• [Work instructions]:
Every line of the data below that holds the string "must" needs to be reported.

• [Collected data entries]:
###

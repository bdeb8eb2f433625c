//! Configuration file loading.
//!
//! Optional TOML at `~/.config/color-guess/config.toml` (or the platform
//! equivalent via `dirs::config_dir()`). Every key has a default, so a
//! missing file or a partial file is fine.

use std::fs;
use std::path::{Path, PathBuf};

use serde::{Deserialize, Serialize};

use crate::error::ConfigError;
use crate::tui::button::Size;
use crate::types::{DEFAULT_MAX_DRAW_ATTEMPTS, GameMode, OptionConfig};

/// Root configuration container.
#[derive(Debug, Clone, Default, PartialEq, Eq, Serialize, Deserialize)]
#[serde(default)]
pub struct Config {
    pub game: GameSettings,
    pub ui: UiSettings,
}

/// Round generation settings.
#[derive(Debug, Clone, PartialEq, Eq, Serialize, Deserialize)]
#[serde(default)]
pub struct GameSettings {
    /// Consecutive duplicate draws tolerated before the deterministic fallback.
    pub max_draw_attempts: u32,
    /// Mode focused when the mode-select screen opens.
    pub default_mode: GameMode,
}

impl Default for GameSettings {
    fn default() -> Self {
        Self {
            max_draw_attempts: DEFAULT_MAX_DRAW_ATTEMPTS,
            default_mode: GameMode::Beginner,
        }
    }
}

/// Presentation settings.
#[derive(Debug, Clone, PartialEq, Eq, Serialize, Deserialize)]
#[serde(default)]
pub struct UiSettings {
    /// Size of the color option buttons.
    pub option_size: Size,
}

impl Default for UiSettings {
    fn default() -> Self {
        Self {
            option_size: Size::Small,
        }
    }
}

impl Config {
    /// Returns the path to the default configuration file.
    ///
    /// Falls back to the current directory if config_dir is unavailable.
    pub fn config_path() -> PathBuf {
        let config_dir = dirs::config_dir().unwrap_or_else(|| PathBuf::from("."));
        config_dir.join("color-guess").join("config.toml")
    }

    /// Load configuration.
    ///
    /// With an explicit path the file must exist. Without one, the default
    /// location is used and a missing file yields `Config::default()`.
    pub fn load(explicit: Option<&Path>) -> Result<Self, ConfigError> {
        match explicit {
            Some(path) => Self::load_from(path),
            None => Self::load_or_default(&Self::config_path()),
        }
    }

    /// Like [`Config::load_from`], but a missing file yields defaults.
    pub fn load_or_default(path: &Path) -> Result<Self, ConfigError> {
        if !path.exists() {
            return Ok(Config::default());
        }
        Self::load_from(path)
    }

    /// Read, parse and validate a config file.
    pub fn load_from(path: &Path) -> Result<Self, ConfigError> {
        let content = fs::read_to_string(path).map_err(|e| ConfigError::Read {
            path: path.to_path_buf(),
            source: e,
        })?;

        let config: Config = toml::from_str(&content).map_err(|e| ConfigError::Parse {
            path: path.to_path_buf(),
            source: e,
        })?;

        config.validate()?;
        Ok(config)
    }

    /// Checks that `max_draw_attempts` is at least 1.
    pub fn validate(&self) -> Result<(), ConfigError> {
        if self.game.max_draw_attempts == 0 {
            return Err(ConfigError::Validation {
                message: "game.max_draw_attempts must be at least 1".to_string(),
            });
        }
        Ok(())
    }

    /// Option building settings derived from this config.
    pub fn option_config(&self) -> OptionConfig {
        OptionConfig {
            max_draw_attempts: self.game.max_draw_attempts,
        }
    }
}

// ============================================================================
// TESTS
// ============================================================================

###

• [Task result]:
    /// With an explicit path the file must exist. Without one, the default
                message: "game.max_draw_attempts must be at least 1".to_string(),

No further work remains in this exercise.